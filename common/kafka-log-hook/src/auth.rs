use crate::AuthMechanismError;
use std::fmt;
use std::path::PathBuf;
use std::str::FromStr;

#[derive(Debug, Clone, Copy, PartialEq, Eq, Hash)]
pub enum ScramAlgorithm {
    Sha256,
    Sha512,
}

impl ScramAlgorithm {
    pub fn mechanism_name(&self) -> &'static str {
        match self {
            ScramAlgorithm::Sha256 => "SCRAM-SHA-256",
            ScramAlgorithm::Sha512 => "SCRAM-SHA-512",
        }
    }
}

impl FromStr for ScramAlgorithm {
    type Err = AuthMechanismError;

    fn from_str(s: &str) -> Result<Self, Self::Err> {
        let normalized = s.trim().to_ascii_uppercase();
        let digest = normalized.strip_prefix("SCRAM-").unwrap_or(&normalized);
        match digest {
            "SHA-256" | "SHA256" => Ok(ScramAlgorithm::Sha256),
            "SHA-512" | "SHA512" => Ok(ScramAlgorithm::Sha512),
            _ => Err(AuthMechanismError::UnsupportedAlgorithm(s.to_string())),
        }
    }
}

/// Transport encryption settings, rendered as librdkafka `ssl.*` properties.
#[derive(Debug, Clone, PartialEq, Eq)]
pub struct TlsConfig {
    pub ca_location: Option<PathBuf>,
    pub certificate_location: Option<PathBuf>,
    pub key_location: Option<PathBuf>,
    pub key_password: Option<String>,
    pub verify_certificates: bool,
    pub endpoint_identification: bool,
}

impl Default for TlsConfig {
    fn default() -> Self {
        Self {
            ca_location: None,
            certificate_location: None,
            key_location: None,
            key_password: None,
            verify_certificates: true,
            endpoint_identification: true,
        }
    }
}

impl TlsConfig {
    pub fn properties(&self) -> Vec<(&'static str, String)> {
        let mut props = Vec::new();
        if let Some(path) = &self.ca_location {
            props.push(("ssl.ca.location", path.display().to_string()));
        }
        if let Some(path) = &self.certificate_location {
            props.push(("ssl.certificate.location", path.display().to_string()));
        }
        if let Some(path) = &self.key_location {
            props.push(("ssl.key.location", path.display().to_string()));
        }
        if let Some(password) = &self.key_password {
            props.push(("ssl.key.password", password.clone()));
        }
        props.push(("enable.ssl.certificate.verification", self.verify_certificates.to_string()));
        let algorithm = if self.endpoint_identification { "https" } else { "none" };
        props.push(("ssl.endpoint.identification.algorithm", algorithm.to_string()));
        props
    }
}

/// Credentials for SASL authentication.
///
/// Leave `algorithm` unset for PLAIN; set it to use SCRAM.
#[derive(Clone, Default)]
pub struct AuthConfig {
    pub username: String,
    pub password: String,
    pub algorithm: Option<ScramAlgorithm>,
    pub tls: TlsConfig,
}

impl fmt::Debug for AuthConfig {
    fn fmt(&self, f: &mut fmt::Formatter<'_>) -> fmt::Result {
        f.debug_struct("AuthConfig")
            .field("username", &self.username)
            .field("password", &"<redacted>")
            .field("algorithm", &self.algorithm)
            .field("tls", &self.tls)
            .finish()
    }
}

#[derive(Clone, PartialEq, Eq)]
pub enum SaslMechanism {
    Plain { username: String, password: String },
    Scram { algorithm: ScramAlgorithm, username: String, password: String },
}

impl SaslMechanism {
    pub fn plain(username: impl Into<String>, password: impl Into<String>) -> Self {
        SaslMechanism::Plain { username: username.into(), password: password.into() }
    }

    /// Builds a SCRAM mechanism, rejecting credentials SASLprep would refuse.
    pub fn scram(
        algorithm: ScramAlgorithm,
        username: impl Into<String>,
        password: impl Into<String>,
    ) -> Result<Self, AuthMechanismError> {
        let username = username.into();
        let password = password.into();
        validate_credential("username", &username)?;
        validate_credential("password", &password)?;
        Ok(SaslMechanism::Scram { algorithm, username, password })
    }

    pub fn name(&self) -> &'static str {
        match self {
            SaslMechanism::Plain { .. } => "PLAIN",
            SaslMechanism::Scram { algorithm, .. } => algorithm.mechanism_name(),
        }
    }

    fn credentials(&self) -> (&str, &str) {
        match self {
            SaslMechanism::Plain { username, password }
            | SaslMechanism::Scram { username, password, .. } => {
                (username.as_str(), password.as_str())
            }
        }
    }
}

impl fmt::Debug for SaslMechanism {
    fn fmt(&self, f: &mut fmt::Formatter<'_>) -> fmt::Result {
        f.debug_struct("SaslMechanism")
            .field("name", &self.name())
            .field("username", &self.credentials().0)
            .finish_non_exhaustive()
    }
}

fn validate_credential(field: &'static str, value: &str) -> Result<(), AuthMechanismError> {
    if value.is_empty() {
        return Err(AuthMechanismError::InvalidCredential { field, reason: "must not be empty" });
    }
    if value.chars().any(char::is_control) {
        return Err(AuthMechanismError::InvalidCredential {
            field,
            reason: "contains a prohibited control character",
        });
    }
    Ok(())
}

/// A SASL mechanism bound to a TLS configuration; shared by every
/// connection the writer opens.
#[derive(Debug, Clone, PartialEq, Eq)]
pub struct Transport {
    mechanism: SaslMechanism,
    tls: TlsConfig,
}

impl Transport {
    pub fn new(mechanism: SaslMechanism, tls: TlsConfig) -> Self {
        Self { mechanism, tls }
    }

    /// PLAIN when no algorithm is configured, SCRAM otherwise.
    pub fn from_auth(auth: &AuthConfig) -> Result<Self, AuthMechanismError> {
        let mechanism = match auth.algorithm {
            None => SaslMechanism::plain(auth.username.clone(), auth.password.clone()),
            Some(algorithm) => {
                SaslMechanism::scram(algorithm, auth.username.clone(), auth.password.clone())?
            }
        };
        Ok(Self::new(mechanism, auth.tls.clone()))
    }

    pub fn mechanism(&self) -> &SaslMechanism {
        &self.mechanism
    }

    pub fn tls(&self) -> &TlsConfig {
        &self.tls
    }

    pub fn properties(&self) -> Vec<(&'static str, String)> {
        let (username, password) = self.mechanism.credentials();
        let mut props = vec![
            ("security.protocol", "SASL_SSL".to_string()),
            ("sasl.mechanisms", self.mechanism.name().to_string()),
            ("sasl.username", username.to_string()),
            ("sasl.password", password.to_string()),
        ];
        props.extend(self.tls.properties());
        props
    }
}
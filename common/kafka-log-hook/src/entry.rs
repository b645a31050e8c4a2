use crate::Level;
use chrono::{DateTime, Utc};
use serde_json::Value;
use std::collections::BTreeMap;

/// A single log record as handed to hooks and formatters.
#[derive(Debug, Clone, PartialEq)]
pub struct LogEntry {
    pub time: DateTime<Utc>,
    pub level: Level,
    pub message: String,
    pub fields: BTreeMap<String, Value>,
}

impl LogEntry {
    pub fn new(level: Level, message: impl Into<String>) -> Self {
        Self { time: Utc::now(), level, message: message.into(), fields: BTreeMap::new() }
    }

    pub fn with_field(mut self, key: impl Into<String>, value: impl Into<Value>) -> Self {
        self.fields.insert(key.into(), value.into());
        self
    }

    pub fn with_time(mut self, time: DateTime<Utc>) -> Self {
        self.time = time;
        self
    }
}
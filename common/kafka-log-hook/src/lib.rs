//! Log hook that publishes formatted entries to a Kafka topic.
//!
//! ```no_run
//! # #[cfg(feature = "kafka-producer")]
//! # fn main() -> Result<(), Box<dyn std::error::Error>> {
//! use kafka_log_hook::{HookLayer, HookRegistry, JsonFormatter, KafkaHook, Level};
//! use std::sync::Arc;
//! use tracing_subscriber::{layer::SubscriberExt, util::SubscriberInitExt};
//!
//! let hook = Arc::new(KafkaHook::new(
//!     "kafka",
//!     [Level::Error, Level::Warn],
//!     Arc::new(JsonFormatter::new()),
//!     "application-logs",
//!     vec!["localhost:9092".to_string()],
//! )?);
//! let mut registry = HookRegistry::new();
//! registry.add(hook.clone())?;
//! tracing_subscriber::registry().with(HookLayer::new(registry)).init();
//!
//! tracing::error!(order_id = 42, "payment declined");
//! hook.close()?;
//! # Ok(())
//! # }
//! # #[cfg(not(feature = "kafka-producer"))]
//! # fn main() {}
//! ```

pub mod auth;
pub mod balancer;
pub mod entry;
pub mod error;
pub mod formatter;
pub mod hook;
#[cfg(feature = "kafka-producer")]
pub mod kafka;
pub mod layer;
pub mod level;
pub mod registry;
pub mod settings;
pub mod writer;

pub use auth::{AuthConfig, SaslMechanism, ScramAlgorithm, TlsConfig, Transport};
pub use balancer::{Balancer, LeastBytes};
pub use entry::LogEntry;
pub use error::{
    AuthMechanismError, BuildError, ConfigError, FormatError, HookError, PublishError,
    RegistryError,
};
pub use formatter::{Formatter, JsonFormatter, TextFormatter};
pub use hook::{Hook, KafkaHook};
#[cfg(feature = "kafka-producer")]
pub use kafka::KafkaWriter;
pub use layer::HookLayer;
pub use level::{Level, ParseLevelError};
pub use registry::HookRegistry;
pub use settings::{HookSettings, LogFormat};
pub use writer::{Message, MessageWriter, WriterConfig};
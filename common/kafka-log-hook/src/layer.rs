//! Bridges `tracing` events into registered hooks.
//!
//! ```text
//! tracing::Event -> HookLayer -> LogEntry -> HookRegistry -> Hook::fire -> MessageWriter
//! ```

use crate::registry::HookRegistry;
use crate::{HookError, Level, LogEntry};
use serde_json::Value;
use std::fmt;
use std::sync::Arc;
use tracing::field::{Field, Visit};
use tracing::{Event, Subscriber};
use tracing_subscriber::layer::Context;
use tracing_subscriber::Layer;

/// Targets never forwarded to hooks; publishing them would feed back into the writer.
const SUPPRESSED_TARGETS: [&str; 3] = ["rdkafka", "librdkafka", env!("CARGO_CRATE_NAME")];

type ErrorHandler = Arc<dyn Fn(&str, &HookError) + Send + Sync>;

pub struct HookLayer {
    registry: HookRegistry,
    on_error: ErrorHandler,
}

impl HookLayer {
    pub fn new(registry: HookRegistry) -> Self {
        Self { registry, on_error: Arc::new(report_to_stderr) }
    }

    /// Replaces the default stderr report for hooks that fail to fire.
    pub fn with_error_handler<F>(mut self, handler: F) -> Self
    where
        F: Fn(&str, &HookError) + Send + Sync + 'static,
    {
        self.on_error = Arc::new(handler);
        self
    }

    pub fn registry(&self) -> &HookRegistry {
        &self.registry
    }
}

fn report_to_stderr(id: &str, err: &HookError) {
    eprintln!("failed to fire hook {id}: {err}");
}

fn is_suppressed(target: &str) -> bool {
    SUPPRESSED_TARGETS
        .iter()
        .any(|prefix| target == *prefix || target.starts_with(&format!("{prefix}::")))
}

impl<S> Layer<S> for HookLayer
where
    S: Subscriber,
{
    fn on_event(&self, event: &Event<'_>, _ctx: Context<'_, S>) {
        let metadata = event.metadata();
        let level = Level::from(metadata.level());
        if !self.registry.wants(level) || is_suppressed(metadata.target()) {
            return;
        }

        let mut visitor = EntryVisitor::default();
        event.record(&mut visitor);
        let mut entry = LogEntry::new(level, visitor.message.unwrap_or_default());
        entry.fields = visitor.fields.into_iter().collect();
        entry
            .fields
            .entry("target".to_string())
            .or_insert_with(|| Value::String(metadata.target().to_string()));

        for (id, err) in self.registry.fire(&entry) {
            (self.on_error)(&id, &err);
        }
    }
}

#[derive(Default)]
struct EntryVisitor {
    message: Option<String>,
    fields: Vec<(String, Value)>,
}

impl EntryVisitor {
    fn put(&mut self, field: &Field, value: Value) {
        if field.name() == "message" {
            self.message = Some(match value {
                Value::String(s) => s,
                other => other.to_string(),
            });
        } else {
            self.fields.push((field.name().to_string(), value));
        }
    }
}

impl Visit for EntryVisitor {
    fn record_f64(&mut self, field: &Field, value: f64) {
        let number = serde_json::Number::from_f64(value).map(Value::Number);
        self.put(field, number.unwrap_or(Value::Null));
    }

    fn record_i64(&mut self, field: &Field, value: i64) {
        self.put(field, Value::from(value));
    }

    fn record_u64(&mut self, field: &Field, value: u64) {
        self.put(field, Value::from(value));
    }

    fn record_bool(&mut self, field: &Field, value: bool) {
        self.put(field, Value::Bool(value));
    }

    fn record_str(&mut self, field: &Field, value: &str) {
        self.put(field, Value::String(value.to_string()));
    }

    fn record_error(&mut self, field: &Field, value: &(dyn std::error::Error + 'static)) {
        self.put(field, Value::String(value.to_string()));
    }

    fn record_debug(&mut self, field: &Field, value: &dyn fmt::Debug) {
        self.put(field, Value::String(format!("{value:?}")));
    }
}
mod support;

use kafka_log_hook::{
    FormatError, Formatter, HookLayer, HookRegistry, JsonFormatter, KafkaHook, Level, LogEntry,
};
use serde_json::Value;
use std::io;
use std::sync::{Arc, Mutex};
use support::RecordingWriter;
use tracing_subscriber::layer::SubscriberExt;

fn registry_with(hook: KafkaHook) -> HookRegistry {
    let mut registry = HookRegistry::new();
    registry.add(Arc::new(hook)).unwrap();
    registry
}

#[test]
fn forwards_interested_events_as_json() {
    let writer = Arc::new(RecordingWriter::new("app-logs"));
    let levels = [Level::Error, Level::Warn];
    let hook =
        KafkaHook::with_writer("kafka", levels, Arc::new(JsonFormatter::new()), writer.clone());
    let subscriber = tracing_subscriber::registry().with(HookLayer::new(registry_with(hook)));

    tracing::subscriber::with_default(subscriber, || {
        tracing::info!("not forwarded");
        tracing::warn!(retries = 3, "slow upstream");
        tracing::error!(target: "billing::api", order_id = "A-17", ok = false, "payment declined");
    });

    let messages = writer.messages();
    assert_eq!(messages.len(), 2);

    let warn: Value = serde_json::from_slice(&messages[0].value).unwrap();
    assert_eq!(warn["level"], "warn");
    assert_eq!(warn["msg"], "slow upstream");
    assert_eq!(warn["retries"], 3);

    let error: Value = serde_json::from_slice(&messages[1].value).unwrap();
    assert_eq!(error["level"], "error");
    assert_eq!(error["msg"], "payment declined");
    assert_eq!(error["order_id"], "A-17");
    assert_eq!(error["ok"], false);
    assert_eq!(error["target"], "billing::api");
}

#[test]
fn client_library_events_are_not_forwarded() {
    let writer = Arc::new(RecordingWriter::new("app-logs"));
    let hook =
        KafkaHook::with_writer("kafka", Level::ALL, Arc::new(JsonFormatter::new()), writer.clone());
    let subscriber = tracing_subscriber::registry().with(HookLayer::new(registry_with(hook)));

    tracing::subscriber::with_default(subscriber, || {
        tracing::error!(target: "rdkafka::client", "broker transport failure");
        tracing::error!(target: "kafka_log_hook::kafka", "flushing");
        tracing::error!(target: "app", "kept");
    });

    assert_eq!(writer.messages().len(), 1);
}

#[test]
fn failures_reach_the_error_handler() {
    let writer = Arc::new(RecordingWriter::failing("app-logs", io::ErrorKind::TimedOut));
    let formatter = Arc::new(JsonFormatter::new());
    let hook = KafkaHook::with_writer("kafka", [Level::Error], formatter, writer.clone());
    let reported: Arc<Mutex<Vec<String>>> = Arc::default();
    let sink = reported.clone();
    let layer = HookLayer::new(registry_with(hook))
        .with_error_handler(move |id, err| sink.lock().unwrap().push(format!("{id}: {err}")));
    let subscriber = tracing_subscriber::registry().with(layer);

    tracing::subscriber::with_default(subscriber, || {
        tracing::error!("undeliverable");
    });

    let reported = reported.lock().unwrap();
    assert_eq!(reported.len(), 1);
    assert!(reported[0].starts_with("kafka: publish failed"), "got {}", reported[0]);
    assert_eq!(writer.attempts(), 1);
}

#[test]
fn format_failures_are_reported_without_publishing() {
    let writer = Arc::new(RecordingWriter::new("app-logs"));
    let formatter: Arc<dyn Formatter> =
        Arc::new(|_: &LogEntry| -> Result<Vec<u8>, FormatError> {
            Err(FormatError::custom("nope"))
        });
    let hook = KafkaHook::with_writer("kafka", [Level::Warn], formatter, writer.clone());
    let reported: Arc<Mutex<usize>> = Arc::default();
    let sink = reported.clone();
    let layer = HookLayer::new(registry_with(hook))
        .with_error_handler(move |_, _| *sink.lock().unwrap() += 1);
    let subscriber = tracing_subscriber::registry().with(layer);

    tracing::subscriber::with_default(subscriber, || tracing::warn!("disk almost full"));

    assert_eq!(*reported.lock().unwrap(), 1);
    assert_eq!(writer.attempts(), 0);
}
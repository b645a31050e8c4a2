use crate::balancer::{Balancer, LeastBytes};
use crate::writer::{Message, MessageWriter, WriterConfig};
use crate::{BuildError, PublishError};
use once_cell::sync::OnceCell;
use rdkafka::producer::{FutureProducer, FutureRecord, Producer};
use rdkafka::ClientConfig;
use std::sync::atomic::{AtomicBool, Ordering};
use tracing::{debug, info, warn};

/// librdkafka-backed writer. The producer is thread-safe, so one instance
/// serves every concurrent `write_message` caller.
pub struct KafkaWriter {
    producer: FutureProducer,
    config: WriterConfig,
    least_bytes: Option<LeastBytes>,
    partitions: OnceCell<usize>,
    closed: AtomicBool,
}

impl KafkaWriter {
    /// Creates the producer without contacting any broker.
    pub fn new(config: WriterConfig) -> Result<Self, BuildError> {
        let mut client = ClientConfig::new();
        for (key, value) in config.client_properties() {
            client.set(key, value);
        }
        let producer: FutureProducer =
            client.create().map_err(|e| BuildError::Client(Box::new(e)))?;
        debug!(
            topic = %config.topic,
            brokers = ?config.brokers,
            balancer = ?config.balancer,
            mechanism = config.transport.as_ref().map(|t| t.mechanism().name()),
            "kafka log writer configured"
        );
        let least_bytes = matches!(config.balancer, Balancer::LeastBytes).then(LeastBytes::new);
        Ok(Self {
            producer,
            config,
            least_bytes,
            partitions: OnceCell::new(),
            closed: AtomicBool::new(false),
        })
    }

    pub fn config(&self) -> &WriterConfig {
        &self.config
    }

    pub fn is_closed(&self) -> bool {
        self.closed.load(Ordering::Acquire)
    }

    fn partition_count(&self) -> Result<usize, PublishError> {
        self.partitions
            .get_or_try_init(|| {
                let topic = self.config.topic.as_str();
                let metadata = self
                    .producer
                    .client()
                    .fetch_metadata(Some(topic), self.config.metadata_timeout)
                    .map_err(|e| PublishError::Metadata {
                        topic: topic.to_string(),
                        reason: e.to_string(),
                    })?;
                let partitions = metadata
                    .topics()
                    .iter()
                    .find(|t| t.name() == topic)
                    .map(|t| t.partitions().len())
                    .unwrap_or(0);
                if partitions == 0 {
                    return Err(PublishError::Metadata {
                        topic: topic.to_string(),
                        reason: "no partitions reported".into(),
                    });
                }
                Ok(partitions)
            })
            .copied()
    }
}

impl MessageWriter for KafkaWriter {
    fn topic(&self) -> &str {
        &self.config.topic
    }

    fn write_message(&self, message: Message) -> Result<(), PublishError> {
        if self.is_closed() {
            return Err(PublishError::Closed);
        }
        let mut record =
            FutureRecord::<[u8], [u8]>::to(&self.config.topic).payload(message.value.as_slice());
        if let Some(key) = message.key.as_deref() {
            record = record.key(key);
        }
        if let Some(least_bytes) = &self.least_bytes {
            let partitions = self.partition_count()?;
            record = record.partition(least_bytes.pick(partitions, message.value.len()));
        }
        let delivery = self
            .producer
            .send_result(record)
            .map_err(|(err, _)| PublishError::delivery(err))?;
        match futures::executor::block_on(delivery) {
            Ok(Ok(_)) => Ok(()),
            Ok(Err((err, _))) => Err(PublishError::delivery(err)),
            Err(_) => Err(PublishError::Canceled),
        }
    }

    fn sasl_mechanism(&self) -> Option<&'static str> {
        self.config.transport.as_ref().map(|t| t.mechanism().name())
    }

    fn balancer(&self) -> Option<Balancer> {
        Some(self.config.balancer)
    }

    /// Rejects further writes, then flushes. Every call flushes, so a close
    /// whose flush timed out can be retried until the queue drains.
    fn close(&self) -> Result<(), PublishError> {
        if !self.closed.swap(true, Ordering::AcqRel) {
            info!(topic = %self.config.topic, "closing kafka log writer");
        }
        self.producer.flush(self.config.flush_timeout).map_err(|err| {
            warn!(topic = %self.config.topic, error = %err, "kafka log writer flush incomplete");
            PublishError::delivery(err)
        })
    }
}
┄┄┄┄┄┄┄┄┄┄
Set down exactly the lines from the start of the records to the line with "fn from_str(s: &str)". Include that line, and add nothing more.

filename common/kafka-log-hook/src/auth.rs
use crate::AuthMechanismError;
use std::fmt;
use std::path::PathBuf;
use std::str::FromStr;

#[derive(Debug, Clone, Copy, PartialEq, Eq, Hash)]
pub enum ScramAlgorithm {
    Sha256,
    Sha512,
}

impl ScramAlgorithm {
    pub fn mechanism_name(&self) -> &'static str {
        match self {
            ScramAlgorithm::Sha256 => "SCRAM-SHA-256",
            ScramAlgorithm::Sha512 => "SCRAM-SHA-512",
        }
    }
}

impl FromStr for ScramAlgorithm {
    type Err = AuthMechanismError;

    fn from_str(s: &str) -> Result<Self, Self::Err> {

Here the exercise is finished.